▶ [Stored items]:
- Opening Delimiter -

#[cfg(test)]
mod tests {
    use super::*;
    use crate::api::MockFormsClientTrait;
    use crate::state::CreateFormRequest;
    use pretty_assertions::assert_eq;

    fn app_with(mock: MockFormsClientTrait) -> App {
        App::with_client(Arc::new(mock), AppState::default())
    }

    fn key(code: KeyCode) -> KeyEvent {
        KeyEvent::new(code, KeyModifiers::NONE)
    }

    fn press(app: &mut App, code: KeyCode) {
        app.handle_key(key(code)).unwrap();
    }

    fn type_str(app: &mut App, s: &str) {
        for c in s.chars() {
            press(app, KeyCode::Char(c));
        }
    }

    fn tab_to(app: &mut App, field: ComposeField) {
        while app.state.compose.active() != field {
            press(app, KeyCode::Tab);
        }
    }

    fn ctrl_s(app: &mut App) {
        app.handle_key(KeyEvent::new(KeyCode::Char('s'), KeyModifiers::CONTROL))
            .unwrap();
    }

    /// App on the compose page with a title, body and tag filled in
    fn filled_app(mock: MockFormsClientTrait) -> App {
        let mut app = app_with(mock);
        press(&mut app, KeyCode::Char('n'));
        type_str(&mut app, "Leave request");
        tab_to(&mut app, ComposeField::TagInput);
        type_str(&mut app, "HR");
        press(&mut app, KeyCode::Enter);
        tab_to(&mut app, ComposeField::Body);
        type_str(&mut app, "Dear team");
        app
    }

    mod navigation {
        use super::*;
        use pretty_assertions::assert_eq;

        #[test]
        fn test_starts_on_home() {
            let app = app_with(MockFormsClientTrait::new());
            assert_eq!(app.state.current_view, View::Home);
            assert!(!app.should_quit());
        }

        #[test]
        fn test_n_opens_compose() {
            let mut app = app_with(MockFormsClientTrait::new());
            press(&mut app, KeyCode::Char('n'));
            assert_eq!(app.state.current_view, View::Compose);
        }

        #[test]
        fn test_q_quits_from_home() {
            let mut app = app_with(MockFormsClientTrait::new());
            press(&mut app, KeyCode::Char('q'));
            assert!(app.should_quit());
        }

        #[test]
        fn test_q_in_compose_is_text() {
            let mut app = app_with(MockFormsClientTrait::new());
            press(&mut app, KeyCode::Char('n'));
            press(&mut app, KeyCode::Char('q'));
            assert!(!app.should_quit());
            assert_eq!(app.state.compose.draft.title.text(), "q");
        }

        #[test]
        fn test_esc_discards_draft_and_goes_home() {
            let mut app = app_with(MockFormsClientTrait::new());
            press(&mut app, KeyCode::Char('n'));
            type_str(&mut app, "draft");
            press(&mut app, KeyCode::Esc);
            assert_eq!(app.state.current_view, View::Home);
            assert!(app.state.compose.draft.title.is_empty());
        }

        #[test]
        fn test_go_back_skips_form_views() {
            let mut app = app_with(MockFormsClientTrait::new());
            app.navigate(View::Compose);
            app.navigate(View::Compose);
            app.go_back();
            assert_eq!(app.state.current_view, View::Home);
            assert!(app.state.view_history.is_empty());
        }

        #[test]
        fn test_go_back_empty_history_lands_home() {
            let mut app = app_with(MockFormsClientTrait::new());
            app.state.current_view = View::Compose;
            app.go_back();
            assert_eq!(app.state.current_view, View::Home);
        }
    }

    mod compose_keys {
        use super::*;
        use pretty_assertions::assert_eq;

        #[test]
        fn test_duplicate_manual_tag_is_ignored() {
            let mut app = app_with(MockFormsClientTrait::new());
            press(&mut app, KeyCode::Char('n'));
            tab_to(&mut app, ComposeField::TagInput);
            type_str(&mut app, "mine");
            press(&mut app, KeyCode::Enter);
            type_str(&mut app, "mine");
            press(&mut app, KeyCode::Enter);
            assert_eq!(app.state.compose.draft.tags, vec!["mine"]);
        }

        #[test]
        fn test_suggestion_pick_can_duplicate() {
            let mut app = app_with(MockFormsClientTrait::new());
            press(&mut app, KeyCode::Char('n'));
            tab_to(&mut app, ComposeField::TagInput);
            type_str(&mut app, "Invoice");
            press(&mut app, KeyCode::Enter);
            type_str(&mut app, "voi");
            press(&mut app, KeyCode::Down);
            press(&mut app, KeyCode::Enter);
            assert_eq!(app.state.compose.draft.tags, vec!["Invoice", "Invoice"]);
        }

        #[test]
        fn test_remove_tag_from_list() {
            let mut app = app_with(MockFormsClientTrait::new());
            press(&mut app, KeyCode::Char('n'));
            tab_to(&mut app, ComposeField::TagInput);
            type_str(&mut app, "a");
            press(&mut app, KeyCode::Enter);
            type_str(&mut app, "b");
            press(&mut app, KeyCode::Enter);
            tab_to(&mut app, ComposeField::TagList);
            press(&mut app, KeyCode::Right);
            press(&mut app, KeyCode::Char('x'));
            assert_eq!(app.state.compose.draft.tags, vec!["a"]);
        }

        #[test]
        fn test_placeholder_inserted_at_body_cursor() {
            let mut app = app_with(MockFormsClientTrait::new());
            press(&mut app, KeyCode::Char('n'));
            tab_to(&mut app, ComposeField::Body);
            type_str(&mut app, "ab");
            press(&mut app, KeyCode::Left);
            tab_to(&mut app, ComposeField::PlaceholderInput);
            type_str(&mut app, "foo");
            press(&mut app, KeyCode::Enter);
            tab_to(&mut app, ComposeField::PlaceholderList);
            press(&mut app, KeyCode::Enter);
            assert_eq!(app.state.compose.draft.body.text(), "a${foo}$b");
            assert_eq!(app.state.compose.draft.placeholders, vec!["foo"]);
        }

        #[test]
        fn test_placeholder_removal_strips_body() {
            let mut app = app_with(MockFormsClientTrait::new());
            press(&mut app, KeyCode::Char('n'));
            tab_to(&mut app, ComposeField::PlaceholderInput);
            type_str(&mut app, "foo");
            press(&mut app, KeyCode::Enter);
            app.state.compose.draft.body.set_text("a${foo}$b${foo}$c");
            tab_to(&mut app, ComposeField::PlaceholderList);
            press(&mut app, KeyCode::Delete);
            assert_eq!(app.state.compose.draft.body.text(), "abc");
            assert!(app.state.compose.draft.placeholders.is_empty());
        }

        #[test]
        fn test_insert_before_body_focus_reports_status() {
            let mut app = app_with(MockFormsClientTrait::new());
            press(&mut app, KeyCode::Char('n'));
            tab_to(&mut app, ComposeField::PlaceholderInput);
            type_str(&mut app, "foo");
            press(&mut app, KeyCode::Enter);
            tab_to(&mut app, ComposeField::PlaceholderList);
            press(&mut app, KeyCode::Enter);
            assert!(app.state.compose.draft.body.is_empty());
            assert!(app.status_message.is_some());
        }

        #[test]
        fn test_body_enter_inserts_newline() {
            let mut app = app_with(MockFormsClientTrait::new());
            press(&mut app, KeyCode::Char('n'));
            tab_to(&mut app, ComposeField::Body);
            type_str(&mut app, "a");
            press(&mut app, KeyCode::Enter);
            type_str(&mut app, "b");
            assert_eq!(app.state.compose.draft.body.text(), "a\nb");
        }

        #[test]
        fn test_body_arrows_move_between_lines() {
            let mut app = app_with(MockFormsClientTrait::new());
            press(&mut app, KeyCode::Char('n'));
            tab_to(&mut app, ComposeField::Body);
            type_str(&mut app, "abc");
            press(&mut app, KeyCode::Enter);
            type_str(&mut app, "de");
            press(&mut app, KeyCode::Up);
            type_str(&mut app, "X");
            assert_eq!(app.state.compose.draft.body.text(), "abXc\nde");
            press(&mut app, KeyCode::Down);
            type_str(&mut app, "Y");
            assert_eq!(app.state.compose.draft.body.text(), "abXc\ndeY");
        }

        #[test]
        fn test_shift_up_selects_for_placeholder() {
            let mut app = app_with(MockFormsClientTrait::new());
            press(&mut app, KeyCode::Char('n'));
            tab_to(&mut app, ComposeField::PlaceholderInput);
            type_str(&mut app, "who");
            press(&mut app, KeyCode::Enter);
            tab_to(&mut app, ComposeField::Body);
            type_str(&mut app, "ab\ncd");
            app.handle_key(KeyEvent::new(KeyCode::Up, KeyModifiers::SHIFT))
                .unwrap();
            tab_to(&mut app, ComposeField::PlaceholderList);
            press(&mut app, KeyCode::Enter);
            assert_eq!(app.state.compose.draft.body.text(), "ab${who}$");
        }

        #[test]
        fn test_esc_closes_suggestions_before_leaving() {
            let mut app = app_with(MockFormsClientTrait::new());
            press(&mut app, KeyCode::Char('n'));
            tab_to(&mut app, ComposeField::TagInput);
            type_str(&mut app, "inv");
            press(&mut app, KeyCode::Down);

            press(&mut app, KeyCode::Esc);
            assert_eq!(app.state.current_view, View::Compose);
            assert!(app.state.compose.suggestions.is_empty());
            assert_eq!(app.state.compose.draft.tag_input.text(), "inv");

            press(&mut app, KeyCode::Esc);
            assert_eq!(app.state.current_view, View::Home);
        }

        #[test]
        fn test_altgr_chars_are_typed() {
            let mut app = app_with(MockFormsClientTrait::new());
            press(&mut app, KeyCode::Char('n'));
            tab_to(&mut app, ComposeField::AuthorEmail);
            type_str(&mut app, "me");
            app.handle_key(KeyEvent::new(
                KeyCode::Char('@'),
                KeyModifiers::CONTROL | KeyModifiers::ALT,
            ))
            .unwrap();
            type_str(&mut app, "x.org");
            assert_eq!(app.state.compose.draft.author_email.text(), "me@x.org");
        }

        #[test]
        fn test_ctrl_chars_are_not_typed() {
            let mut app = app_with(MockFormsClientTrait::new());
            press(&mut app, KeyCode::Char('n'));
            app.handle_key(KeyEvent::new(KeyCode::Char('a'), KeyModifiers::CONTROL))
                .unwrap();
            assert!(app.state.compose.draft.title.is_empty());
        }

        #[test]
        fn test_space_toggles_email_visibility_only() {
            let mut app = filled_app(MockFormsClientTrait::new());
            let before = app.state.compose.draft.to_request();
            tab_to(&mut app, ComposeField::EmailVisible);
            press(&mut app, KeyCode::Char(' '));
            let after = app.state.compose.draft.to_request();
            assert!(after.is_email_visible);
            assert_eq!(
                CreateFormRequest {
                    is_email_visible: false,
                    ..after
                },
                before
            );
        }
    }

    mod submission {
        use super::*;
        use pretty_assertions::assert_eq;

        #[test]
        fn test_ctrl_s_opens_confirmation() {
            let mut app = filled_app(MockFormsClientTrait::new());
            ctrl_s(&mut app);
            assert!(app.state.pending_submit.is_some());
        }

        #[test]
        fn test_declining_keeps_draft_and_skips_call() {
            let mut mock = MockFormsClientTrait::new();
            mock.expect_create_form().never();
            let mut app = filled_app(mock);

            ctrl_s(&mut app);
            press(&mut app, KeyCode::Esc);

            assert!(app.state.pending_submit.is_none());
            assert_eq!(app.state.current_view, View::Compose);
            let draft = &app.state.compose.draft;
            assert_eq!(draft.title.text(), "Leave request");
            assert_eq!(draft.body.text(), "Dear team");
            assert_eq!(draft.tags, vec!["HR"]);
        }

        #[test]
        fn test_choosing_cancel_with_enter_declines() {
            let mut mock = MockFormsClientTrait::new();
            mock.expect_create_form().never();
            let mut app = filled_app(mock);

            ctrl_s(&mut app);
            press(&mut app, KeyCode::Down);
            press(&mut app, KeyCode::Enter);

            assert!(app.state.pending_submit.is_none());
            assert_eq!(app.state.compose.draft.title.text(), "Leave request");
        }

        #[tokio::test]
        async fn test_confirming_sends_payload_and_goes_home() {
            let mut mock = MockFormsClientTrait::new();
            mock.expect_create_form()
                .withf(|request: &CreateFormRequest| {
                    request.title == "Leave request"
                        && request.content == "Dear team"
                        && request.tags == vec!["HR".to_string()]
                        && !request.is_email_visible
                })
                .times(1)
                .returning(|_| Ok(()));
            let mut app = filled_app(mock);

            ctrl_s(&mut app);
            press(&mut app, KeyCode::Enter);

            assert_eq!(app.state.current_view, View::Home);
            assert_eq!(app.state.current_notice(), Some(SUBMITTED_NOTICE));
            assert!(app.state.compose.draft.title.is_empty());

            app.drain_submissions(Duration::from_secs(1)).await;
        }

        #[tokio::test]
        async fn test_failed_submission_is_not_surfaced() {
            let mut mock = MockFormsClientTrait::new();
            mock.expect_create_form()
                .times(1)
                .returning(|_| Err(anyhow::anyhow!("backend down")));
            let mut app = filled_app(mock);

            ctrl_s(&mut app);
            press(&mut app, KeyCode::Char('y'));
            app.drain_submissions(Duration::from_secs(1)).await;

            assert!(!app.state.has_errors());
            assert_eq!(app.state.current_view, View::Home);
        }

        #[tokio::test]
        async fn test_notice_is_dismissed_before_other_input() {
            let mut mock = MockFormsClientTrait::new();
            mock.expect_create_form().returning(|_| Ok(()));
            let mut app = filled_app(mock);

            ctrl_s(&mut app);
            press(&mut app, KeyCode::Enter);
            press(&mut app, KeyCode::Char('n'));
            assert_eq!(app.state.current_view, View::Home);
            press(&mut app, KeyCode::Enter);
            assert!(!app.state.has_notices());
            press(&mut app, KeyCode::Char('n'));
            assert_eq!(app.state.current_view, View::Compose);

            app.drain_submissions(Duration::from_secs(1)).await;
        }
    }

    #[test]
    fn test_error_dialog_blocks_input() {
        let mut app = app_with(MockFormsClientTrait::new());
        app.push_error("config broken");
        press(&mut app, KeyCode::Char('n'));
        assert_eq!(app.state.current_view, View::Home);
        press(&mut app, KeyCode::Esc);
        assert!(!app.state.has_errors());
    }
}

- Closing Delimiter -
- Opening Delimiter -

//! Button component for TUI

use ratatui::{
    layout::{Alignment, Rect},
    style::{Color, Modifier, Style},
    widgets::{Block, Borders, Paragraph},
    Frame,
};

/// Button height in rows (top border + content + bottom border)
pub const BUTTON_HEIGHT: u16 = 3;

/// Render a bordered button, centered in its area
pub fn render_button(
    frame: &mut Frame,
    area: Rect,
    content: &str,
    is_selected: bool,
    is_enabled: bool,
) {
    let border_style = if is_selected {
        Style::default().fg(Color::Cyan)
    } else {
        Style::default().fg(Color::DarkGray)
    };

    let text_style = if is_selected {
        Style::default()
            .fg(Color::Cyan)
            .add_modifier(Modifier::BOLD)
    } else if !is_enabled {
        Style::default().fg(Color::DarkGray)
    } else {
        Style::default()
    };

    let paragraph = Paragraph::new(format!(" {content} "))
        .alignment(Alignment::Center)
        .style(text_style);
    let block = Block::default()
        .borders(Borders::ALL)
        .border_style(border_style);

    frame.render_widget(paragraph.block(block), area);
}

- Closing Delimiter -

▶ [Task item]: Find the lines in the records that contain the word "Color", then copy every one of them.

▶ [Problem solution]:
    style::{Color, Modifier, Style},
        Style::default().fg(Color::Cyan)
        Style::default().fg(Color::DarkGray)
            .fg(Color::Cyan)
        Style::default().fg(Color::DarkGray)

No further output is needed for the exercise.